I can agree that we need to address how Fannie and Freddie operate. It isn’t as if there is only one problem, either. The GSEs took on too much leverage. They started buying sub-prime mortgages. They had a finance structure that made no sense at all. It isn’t just a problem for people that want a mortgage, for shareholders, or for people that have been outgunned by GSE lobbyists. It is an issue that should concern anyone that pays taxes. Taxpayers have been forced to recapitalize the GSEs.

But even when all of that is acknowledged, the ongoing value of the GSEs is irrefutable. Right now, the GSEs are the only force preventing a complete meltdown in our housing markets. Fannie and Freddie are buying about two-thirds of all new mortgage debt and just about all of the outstanding conventional loans being made.

Private investors are just not interested. Managers have determined that the low returns are not at all appropriate for the risk that they bring to a portfolio.

The new loan-level-pricing-adjustment (LLPA) operationalizes the intent of the GSEs to fix their own problems.  LLPA is a program that charges lenders for the loans that they deliver to the GSEs. It is a risked-based pricing scheme: loans with any features that have correlated to poor performance are tagged with a 25 to 250 basis point fee. Loans to investors, to borrowers with lower credit scores,  and on loans where the interest rate is not fixed. The most impactful fee, though, is for high loan-to-value mortgages.

Generally, the GSEs become hesitant to buy anything where the LTV is above 85. Unfortunately, loans are still being made at or above that point. The great majority of those loans are not underwritten through conventional channels. Rather, they become FHA loans. Remember that one of the logical needs for GSE reform is to protect taxpayers. Pushing loans to FHA does nothing to provide them with relief.
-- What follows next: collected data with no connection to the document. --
impl<S, G, L, A, C> TaskService<S, G, L, A, C>
where
    S: TaskStore,
    G: DependencyGraph,
    L: AssignmentLedger,
    A: Authorizer,
    C: Clock + Send + Sync,
{
    /// Creates a service with the default transition table.
    #[must_use]
    pub fn new(
        store: Arc<S>,
        graph: Arc<G>,
        ledger: Arc<L>,
        authorizer: Arc<A>,
        clock: Arc<C>,
    ) -> Self {
        Self {
            store,
            graph,
            ledger,
            authorizer,
            clock,
            transitions: TransitionTable::default(),
            project_locks: ProjectLocks::new(),
        }
    }

    /// Replaces the status transition table.
    #[must_use]
    pub fn with_transition_table(mut self, table: TransitionTable) -> Self {
        self.transitions = table;
        self
    }

    async fn authorize(
        &self,
        caller: &Caller,
        project_id: ProjectId,
        capability: Capability,
    ) -> TaskServiceResult<()> {
        if self
            .authorizer
            .is_allowed(caller, project_id, capability)
            .await?
        {
            Ok(())
        } else {
            Err(TaskServiceError::PermissionDenied {
                user: caller.user_id(),
                project: project_id,
                capability,
            })
        }
    }

    /// Creates a task owned by the input's project.
    ///
    /// # Errors
    ///
    /// Returns [`TaskServiceError::PermissionDenied`] without
    /// [`Capability::CreateTask`], [`TaskServiceError::Domain`] on invalid
    /// input, or [`TaskServiceError::Store`] when persistence rejects the
    /// record.
    pub async fn create_task(&self, input: NewTask, caller: &Caller) -> TaskServiceResult<Task> {
        self.authorize(caller, input.project_id(), Capability::CreateTask)
            .await?;
        let task = Task::new(input, caller.user_id(), &*self.clock)?;
        self.store.create(&task).await?;
        Ok(task)
    }

    /// Fetches a task.
    ///
    /// # Errors
    ///
    /// Returns [`TaskStoreError::NotFound`] (wrapped) for missing or
    /// soft-deleted tasks and [`TaskServiceError::PermissionDenied`]
    /// without [`Capability::ViewTasks`] on the task's project.
    pub async fn get_task(&self, id: TaskId, caller: &Caller) -> TaskServiceResult<Task> {
        let task = self.store.get(id).await?;
        self.authorize(caller, task.project_id(), Capability::ViewTasks)
            .await?;
        Ok(task)
    }

    /// Applies a field-level patch under optimistic concurrency.
    ///
    /// A [`TaskStoreError::VersionConflict`] (wrapped) is retryable: the
    /// caller re-reads the task and resubmits against the fresh version.
    ///
    /// # Errors
    ///
    /// Returns the version conflict above, permission and validation
    /// errors, or [`TaskStoreError::NotFound`] for missing tasks.
    pub async fn update_task(
        &self,
        id: TaskId,
        patch: &TaskPatch,
        expected_version: u64,
        caller: &Caller,
    ) -> TaskServiceResult<Task> {
        let mut task = self.store.get(id).await?;
        self.authorize(caller, task.project_id(), Capability::EditTask)
            .await?;
        if task.version() != expected_version {
            return Err(TaskStoreError::VersionConflict {
                task: id,
                expected: expected_version,
                actual: task.version(),
            }
            .into());
        }
        task.apply_patch(patch, caller.user_id(), &*self.clock)?;
        self.store.update(&task, expected_version).await?;
        Ok(task)
    }

    /// Moves a task through the status state machine.
    ///
    /// Reopening a completed task additionally requires
    /// [`Capability::ReopenTask`].
    ///
    /// # Errors
    ///
    /// Returns [`TaskDomainError::InvalidTransition`] (wrapped) when the
    /// table forbids the change, plus the usual permission, not-found, and
    /// version-conflict errors.
    pub async fn transition_status(
        &self,
        id: TaskId,
        new_status: TaskStatus,
        caller: &Caller,
    ) -> TaskServiceResult<Task> {
        let mut task = self.store.get(id).await?;
        self.authorize(caller, task.project_id(), Capability::EditTask)
            .await?;
        if TransitionTable::is_reopen(task.status(), new_status) {
            self.authorize(caller, task.project_id(), Capability::ReopenTask)
                .await?;
        }
        let expected_version = task.version();
        task.transition_to(new_status, &self.transitions, caller.user_id(), &*self.clock)?;
        self.store.update(&task, expected_version).await?;
        Ok(task)
    }

    /// Assigns a user to a task with a role and allocation percentage.
    ///
    /// # Errors
    ///
    /// Returns [`TaskDomainError::InvalidAllocation`] (wrapped) for
    /// allocations over 100 and
    /// [`AssignmentLedgerError::DuplicateActiveAssignment`] (wrapped) when
    /// the tuple is already active.
    pub async fn assign_user(
        &self,
        task_id: TaskId,
        user_id: UserId,
        role: AssignmentRole,
        allocation: u8,
        caller: &Caller,
    ) -> TaskServiceResult<TaskAssignment> {
        let task = self.store.get(task_id).await?;
        self.authorize(caller, task.project_id(), Capability::AssignUsers)
            .await?;
        let percent = AllocationPercent::new(allocation)?;
        let assignment = TaskAssignment::new(task_id, user_id, role, percent, &*self.clock);
        self.ledger.assign(&assignment).await?;
        Ok(assignment)
    }

    /// Ends a user's active assignment on a task.
    ///
    /// # Errors
    ///
    /// Returns [`AssignmentLedgerError::NoActiveAssignment`] (wrapped) when
    /// nothing matching the tuple is active.
    pub async fn unassign_user(
        &self,
        task_id: TaskId,
        user_id: UserId,
        role: AssignmentRole,
        caller: &Caller,
    ) -> TaskServiceResult<TaskAssignment> {
        let task = self.store.get(task_id).await?;
        self.authorize(caller, task.project_id(), Capability::AssignUsers)
            .await?;
        let closed = self
            .ledger
            .unassign(task_id, user_id, role, self.clock.utc())
            .await?;
        Ok(closed)
    }

    /// Adds a precedence edge between two tasks of the same project.
    ///
    /// The cycle check and the insert run under the project's lock so two
    /// concurrent insertions cannot jointly close a cycle.
    ///
    /// # Errors
    ///
    /// Returns [`TaskServiceError::ProjectMismatch`] for cross-project
    /// edges, [`TaskDomainError::SelfDependency`] (wrapped) for
    /// self-references, and [`DependencyGraphError::CircularDependency`] or
    /// [`DependencyGraphError::DuplicateDependency`] (wrapped) from the
    /// graph.
    pub async fn add_dependency(
        &self,
        predecessor_id: TaskId,
        successor_id: TaskId,
        dependency_type: DependencyType,
        lag_days: i32,
        caller: &Caller,
    ) -> TaskServiceResult<TaskDependency> {
        let predecessor = self.store.get(predecessor_id).await?;
        let successor = self.store.get(successor_id).await?;
        if predecessor.project_id() != successor.project_id() {
            return Err(TaskServiceError::ProjectMismatch {
                predecessor: predecessor.project_id(),
                successor: successor.project_id(),
            });
        }
        let project_id = predecessor.project_id();
        self.authorize(caller, project_id, Capability::ManageDependencies)
            .await?;
        let dependency = TaskDependency::new(
            project_id,
            predecessor_id,
            successor_id,
            dependency_type,
            lag_days,
            caller.user_id(),
            &*self.clock,
        )?;

        let lock = self.project_locks.lock_for(project_id);
        let _guard = lock.lock().await;
        self.graph.add_edge(&dependency).await?;
        Ok(dependency)
    }

    /// Removes a precedence edge.
    ///
    /// Removal cannot create a cycle, so no project lock is taken.
    ///
    /// # Errors
    ///
    /// Returns [`TaskServiceError::DependencyNotFound`] when the edge does
    /// not exist.
    pub async fn remove_dependency(
        &self,
        id: DependencyId,
        caller: &Caller,
    ) -> TaskServiceResult<()> {
        let edge = self
            .graph
            .get_edge(id)
            .await?
            .ok_or(TaskServiceError::DependencyNotFound(id))?;
        self.authorize(caller, edge.project_id(), Capability::ManageDependencies)
            .await?;
        self.graph.remove_edge(id).await?;
        Ok(())
    }

    /// Soft-deletes a task.
    ///
    /// With `cascade` unset, deletion is blocked while the task is
    /// predecessor in any edge; with it set, those edges are removed first.
    /// Both the gate and the cascade run under the project's lock so a
    /// concurrent edge insertion cannot slip between them.
    ///
    /// # Errors
    ///
    /// Returns [`TaskServiceError::DependencyExists`] when blocked, plus
    /// the usual permission and not-found errors.
    pub async fn delete_task(
        &self,
        id: TaskId,
        caller: &Caller,
        cascade: bool,
    ) -> TaskServiceResult<()> {
        let task = self.store.get(id).await?;
        self.authorize(caller, task.project_id(), Capability::DeleteTask)
            .await?;

        let lock = self.project_locks.lock_for(task.project_id());
        let _guard = lock.lock().await;
        let blocking = self.graph.successors_of(id).await?;
        if !blocking.is_empty() {
            if !cascade {
                return Err(TaskServiceError::DependencyExists { task: id, blocking });
            }
            self.graph.remove_edges_from(id).await?;
        }
        self.store
            .soft_delete(id, caller.user_id(), self.clock.utc())
            .await?;
        Ok(())
    }

    /// Computes the critical path of a project from a call-time snapshot.
    ///
    /// No lock is held: a concurrent edge mutation may make the result
    /// stale but never inconsistent.
    ///
    /// # Errors
    ///
    /// Returns [`ScheduleError::CyclicGraph`] (wrapped) only for snapshots
    /// that bypass the graph port's acyclicity guarantee.
    pub async fn get_critical_path(
        &self,
        project_id: ProjectId,
        caller: &Caller,
    ) -> TaskServiceResult<CriticalPath> {
        self.authorize(caller, project_id, Capability::ViewTasks)
            .await?;
        let tasks = self.store.list_by_project(project_id).await?;
        let edges = self.graph.edges_for_project(project_id).await?;
        let snapshot = ScheduleSnapshot::new(tasks, edges);
        Ok(schedule::critical_path(&snapshot)?)
    }

    /// Sums a user's workload over a date range.
    ///
    /// Only assignments on tasks in projects the caller may view
    /// contribute to the report.
    ///
    /// # Errors
    ///
    /// Returns [`TaskServiceError::Ledger`] or [`TaskServiceError::Store`]
    /// on persistence failures.
    pub async fn get_workload(
        &self,
        user_id: UserId,
        range: DateRange,
        caller: &Caller,
    ) -> TaskServiceResult<WorkloadReport> {
        let assignments = self.ledger.active_for_user(user_id).await?;
        let mut visible_tasks: Vec<Task> = Vec::new();
        let mut visible_assignments: Vec<TaskAssignment> = Vec::new();
        for assignment in assignments {
            match self.store.get(assignment.task_id()).await {
                Ok(task) => {
                    if self
                        .authorizer
                        .is_allowed(caller, task.project_id(), Capability::ViewTasks)
                        .await?
                    {
                        visible_tasks.push(task);
                        visible_assignments.push(assignment);
                    }
                }
                Err(TaskStoreError::NotFound(_)) => {}
                Err(err) => return Err(err.into()),
            }
        }
        Ok(schedule::workload(
            &visible_assignments,
            &visible_tasks,
            &range,
        ))
    }

    /// Searches a project's active tasks.
    ///
    /// An assignee filter is resolved through the ledger into an explicit
    /// id set before delegating to the store.
    ///
    /// # Errors
    ///
    /// Returns [`TaskServiceError::PermissionDenied`] without
    /// [`Capability::ViewTasks`] on the project.
    pub async fn search_tasks(
        &self,
        request: TaskSearchRequest,
        caller: &Caller,
    ) -> TaskServiceResult<TaskPage> {
        self.authorize(caller, request.project_id, Capability::ViewTasks)
            .await?;
        let id_in = match request.assignee {
            Some(user_id) => {
                let assignments = self.ledger.active_for_user(user_id).await?;
                Some(
                    assignments
                        .iter()
                        .map(TaskAssignment::task_id)
                        .collect::<HashSet<TaskId>>(),
                )
            }
            None => None,
        };
        let filter = TaskFilter {
            project_id: Some(request.project_id),
            status: request.status,
            priority: request.priority,
            title_contains: request.title_contains,
            id_in,
        };
        Ok(self.store.search(&filter, request.sort, request.page).await?)
    }
}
For the GSEs, it is a step that helps to preserve their capital. For the taxpayers, it is a wash. The taxpayer is still on the hook for some of the principal if a loan sours.

The taxpayers might experience a gain if the new policies could do more to support homebuying. Unfortunately, the LLPA shrinks the market. Buyers that could have bought (low LTV, high credit) can still buy. They just buy at low rates. The LLPA pushes buyers on the margin out. Their costs go up, or they pay additional fees.

Rental Housing

The LLPA also means that the GSEs sudden loss of support for home ownership is accompanied by a simultaneous change that increases the cost of capital for the purchase of investment properties. An investor loan creates its own price trigger. It isn’t a small amount, either. For a loan with an LTV below 75 – a very safe loan – the LLPA adds 175 basis points onto the cost of the loan. Above 80 and the fee blossoms to 375 basis points.  Very few borrowers pay the entire 175 basis points in their interest rate. Instead, the fee is paid for through the interest rate, through higher closing costs and through adding principal.
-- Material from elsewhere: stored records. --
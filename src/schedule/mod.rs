//! Schedule metrics derived from task and dependency snapshots.
//!
//! Everything in this module is a pure function of its input: callers
//! assemble a [`ScheduleSnapshot`] from a consistent read of tasks and
//! edges, and the functions here derive critical path, float, and workload
//! without holding locks or persisting anything. A concurrent mutation may
//! make a result stale but never inconsistent: the computation always runs
//! over a graph that was acyclic at some instant.

mod cpm;
mod error;
mod snapshot;
mod workload;

pub use cpm::{critical_path, CriticalPath};
pub use error::ScheduleError;
pub use snapshot::ScheduleSnapshot;
pub use workload::{workload, DateRange, WorkloadReport, MINUTES_PER_WORKDAY};

#[cfg(test)]
mod tests;
//! In-memory assignment ledger.

use async_trait::async_trait;
use chrono::{DateTime, Utc};
use std::collections::HashMap;
use std::sync::{Arc, RwLock};

use crate::task::{
    domain::{AssignmentId, AssignmentRole, TaskAssignment, TaskId, UserId},
    ports::{AssignmentLedger, AssignmentLedgerError, AssignmentLedgerResult},
};

/// Thread-safe in-memory assignment ledger.
#[derive(Debug, Clone, Default)]
pub struct InMemoryAssignmentLedger {
    state: Arc<RwLock<LedgerState>>,
}

#[derive(Debug, Default)]
struct LedgerState {
    assignments: HashMap<AssignmentId, TaskAssignment>,
}

impl InMemoryAssignmentLedger {
    /// Creates an empty in-memory ledger.
    #[must_use]
    pub fn new() -> Self {
        Self::default()
    }
}

impl LedgerState {
    fn active_matching(
        &self,
        task_id: TaskId,
        user_id: UserId,
        role: AssignmentRole,
    ) -> Option<AssignmentId> {
        self.assignments
            .values()
            .find(|assignment| {
                assignment.is_active()
                    && assignment.task_id() == task_id
                    && assignment.user_id() == user_id
                    && assignment.role() == role
            })
            .map(TaskAssignment::id)
    }
}

fn sorted_oldest_first(mut assignments: Vec<TaskAssignment>) -> Vec<TaskAssignment> {
    assignments.sort_by(|a, b| {
        a.assigned_at()
            .cmp(&b.assigned_at())
            .then_with(|| a.id().cmp(&b.id()))
    });
    assignments
}

#[async_trait]
impl AssignmentLedger for InMemoryAssignmentLedger {
    async fn assign(&self, assignment: &TaskAssignment) -> AssignmentLedgerResult<()> {
        let mut state = self.state.write().map_err(|err| {
            AssignmentLedgerError::persistence(std::io::Error::other(err.to_string()))
        })?;
        if state
            .active_matching(assignment.task_id(), assignment.user_id(), assignment.role())
            .is_some()
        {
            return Err(AssignmentLedgerError::DuplicateActiveAssignment {
                task: assignment.task_id(),
                user: assignment.user_id(),
                role: assignment.role(),
            });
        }
        state.assignments.insert(assignment.id(), assignment.clone());
        Ok(())
    }

    async fn unassign(
        &self,
        task_id: TaskId,
        user_id: UserId,
        role: AssignmentRole,
        at: DateTime<Utc>,
    ) -> AssignmentLedgerResult<TaskAssignment> {
        let mut state = self.state.write().map_err(|err| {
            AssignmentLedgerError::persistence(std::io::Error::other(err.to_string()))
        })?;
        let id = state.active_matching(task_id, user_id, role).ok_or(
            AssignmentLedgerError::NoActiveAssignment {
                task: task_id,
                user: user_id,
                role,
            },
        )?;
        let assignment = state
            .assignments
            .get_mut(&id)
            .ok_or(AssignmentLedgerError::NoActiveAssignment {
                task: task_id,
                user: user_id,
                role,
            })?;
        assignment.close(at);
        Ok(assignment.clone())
    }

    async fn active_for_task(
        &self,
        task_id: TaskId,
    ) -> AssignmentLedgerResult<Vec<TaskAssignment>> {
        let state = self.state.read().map_err(|err| {
            AssignmentLedgerError::persistence(std::io::Error::other(err.to_string()))
        })?;
        let matches: Vec<TaskAssignment> = state
            .assignments
            .values()
            .filter(|assignment| assignment.is_active() && assignment.task_id() == task_id)
            .cloned()
            .collect();
        Ok(sorted_oldest_first(matches))
    }

    async fn active_for_user(
        &self,
        user_id: UserId,
    ) -> AssignmentLedgerResult<Vec<TaskAssignment>> {
        let state = self.state.read().map_err(|err| {
            AssignmentLedgerError::persistence(std::io::Error::other(err.to_string()))
        })?;
        let matches: Vec<TaskAssignment> = state
            .assignments
            .values()
            .filter(|assignment| assignment.is_active() && assignment.user_id() == user_id)
            .cloned()
            .collect();
        Ok(sorted_oldest_first(matches))
    }
}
The problem with this is that we need to have more investors buying property. In the last few years of the housing boom, there was a lack of investment in rental housing. The greatest gaps are in multifamily units and in the small but affordable single family home.
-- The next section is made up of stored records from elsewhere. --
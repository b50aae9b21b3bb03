//! In-memory dependency graph with insertion-time cycle detection.

use async_trait::async_trait;
use std::collections::{HashMap, HashSet, VecDeque};
use std::sync::{Arc, RwLock};

use crate::task::{
    domain::{DependencyId, ProjectId, TaskDependency, TaskId},
    ports::{DependencyGraph, DependencyGraphError, DependencyGraphResult},
};

/// Thread-safe in-memory dependency graph.
#[derive(Debug, Clone, Default)]
pub struct InMemoryDependencyGraph {
    state: Arc<RwLock<GraphState>>,
}

#[derive(Debug, Default)]
struct GraphState {
    edges: HashMap<DependencyId, TaskDependency>,
    project_index: HashMap<ProjectId, Vec<DependencyId>>,
}

impl InMemoryDependencyGraph {
    /// Creates an empty in-memory graph.
    #[must_use]
    pub fn new() -> Self {
        Self::default()
    }
}

impl GraphState {
    fn project_edges(&self, project_id: ProjectId) -> Vec<&TaskDependency> {
        self.project_index
            .get(&project_id)
            .into_iter()
            .flatten()
            .filter_map(|id| self.edges.get(id))
            .collect()
    }

    /// Breadth-first reachability over one project's edges.
    ///
    /// Rebuilt from the current edge set on every call so the check never
    /// operates on a stale index.
    fn reaches(&self, project_id: ProjectId, from: TaskId, to: TaskId) -> bool {
        let mut adjacency: HashMap<TaskId, Vec<TaskId>> = HashMap::new();
        for edge in self.project_edges(project_id) {
            adjacency
                .entry(edge.predecessor_task_id())
                .or_default()
                .push(edge.successor_task_id());
        }

        let mut visited: HashSet<TaskId> = HashSet::new();
        let mut queue: VecDeque<TaskId> = VecDeque::from([from]);
        while let Some(current) = queue.pop_front() {
            if current == to {
                return true;
            }
            if !visited.insert(current) {
                continue;
            }
            if let Some(next) = adjacency.get(&current) {
                queue.extend(next.iter().copied());
            }
        }
        false
    }

    fn remove(&mut self, id: DependencyId) -> Option<TaskDependency> {
        let edge = self.edges.remove(&id)?;
        if let Some(ids) = self.project_index.get_mut(&edge.project_id()) {
            ids.retain(|edge_id| *edge_id != id);
            if ids.is_empty() {
                self.project_index.remove(&edge.project_id());
            }
        }
        Some(edge)
    }
}

#[async_trait]
impl DependencyGraph for InMemoryDependencyGraph {
    async fn add_edge(&self, dependency: &TaskDependency) -> DependencyGraphResult<()> {
        let mut state = self.state.write().map_err(|err| {
            DependencyGraphError::persistence(std::io::Error::other(err.to_string()))
        })?;

        let predecessor = dependency.predecessor_task_id();
        let successor = dependency.successor_task_id();
        let duplicate = state
            .project_edges(dependency.project_id())
            .iter()
            .any(|edge| {
                edge.predecessor_task_id() == predecessor && edge.successor_task_id() == successor
            });
        if duplicate {
            return Err(DependencyGraphError::DuplicateDependency {
                predecessor,
                successor,
            });
        }
        if state.reaches(dependency.project_id(), successor, predecessor) {
            return Err(DependencyGraphError::CircularDependency {
                predecessor,
                successor,
            });
        }

        state
            .project_index
            .entry(dependency.project_id())
            .or_default()
            .push(dependency.id());
        state.edges.insert(dependency.id(), dependency.clone());
        Ok(())
    }

    async fn get_edge(&self, id: DependencyId) -> DependencyGraphResult<Option<TaskDependency>> {
        let state = self.state.read().map_err(|err| {
            DependencyGraphError::persistence(std::io::Error::other(err.to_string()))
        })?;
        Ok(state.edges.get(&id).cloned())
    }

    async fn remove_edge(&self, id: DependencyId) -> DependencyGraphResult<()> {
        let mut state = self.state.write().map_err(|err| {
            DependencyGraphError::persistence(std::io::Error::other(err.to_string()))
        })?;
        state.remove(id);
        Ok(())
    }

    async fn remove_edges_from(
        &self,
        predecessor_task_id: TaskId,
    ) -> DependencyGraphResult<Vec<TaskDependency>> {
        let mut state = self.state.write().map_err(|err| {
            DependencyGraphError::persistence(std::io::Error::other(err.to_string()))
        })?;
        let outgoing: Vec<DependencyId> = state
            .edges
            .values()
            .filter(|edge| edge.predecessor_task_id() == predecessor_task_id)
            .map(TaskDependency::id)
            .collect();
        let mut removed: Vec<TaskDependency> = outgoing
            .into_iter()
            .filter_map(|id| state.remove(id))
            .collect();
        removed.sort_by_key(TaskDependency::id);
        Ok(removed)
    }

    async fn edges_for_project(
        &self,
        project_id: ProjectId,
    ) -> DependencyGraphResult<Vec<TaskDependency>> {
        let state = self.state.read().map_err(|err| {
            DependencyGraphError::persistence(std::io::Error::other(err.to_string()))
        })?;
        Ok(state
            .project_edges(project_id)
            .into_iter()
            .cloned()
            .collect())
    }

    async fn predecessors_of(&self, task_id: TaskId) -> DependencyGraphResult<Vec<TaskId>> {
        let state = self.state.read().map_err(|err| {
            DependencyGraphError::persistence(std::io::Error::other(err.to_string()))
        })?;
        let mut ids: Vec<TaskId> = state
            .edges
            .values()
            .filter(|edge| edge.successor_task_id() == task_id)
            .map(TaskDependency::predecessor_task_id)
            .collect();
        ids.sort_unstable();
        Ok(ids)
    }

    async fn successors_of(&self, task_id: TaskId) -> DependencyGraphResult<Vec<TaskId>> {
        let state = self.state.read().map_err(|err| {
            DependencyGraphError::persistence(std::io::Error::other(err.to_string()))
        })?;
        let mut ids: Vec<TaskId> = state
            .edges
            .values()
            .filter(|edge| edge.predecessor_task_id() == task_id)
            .map(TaskDependency::successor_task_id)
            .collect();
        ids.sort_unstable();
        Ok(ids)
    }
}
The LLPA is an answer that makes sense on a chalkboard, but it doesn’t square up with our moment. The huge inventory of unsold homes has to go to some use. Those homes are not going to disappear. With fees the level of investment will be curbed and more of those homes will be in limbo. That is not good for our neighborhoods. Ultimately, the GSEs need to pick. Either they go back to seeking to be about home ownership, or they go over to affordable rental units.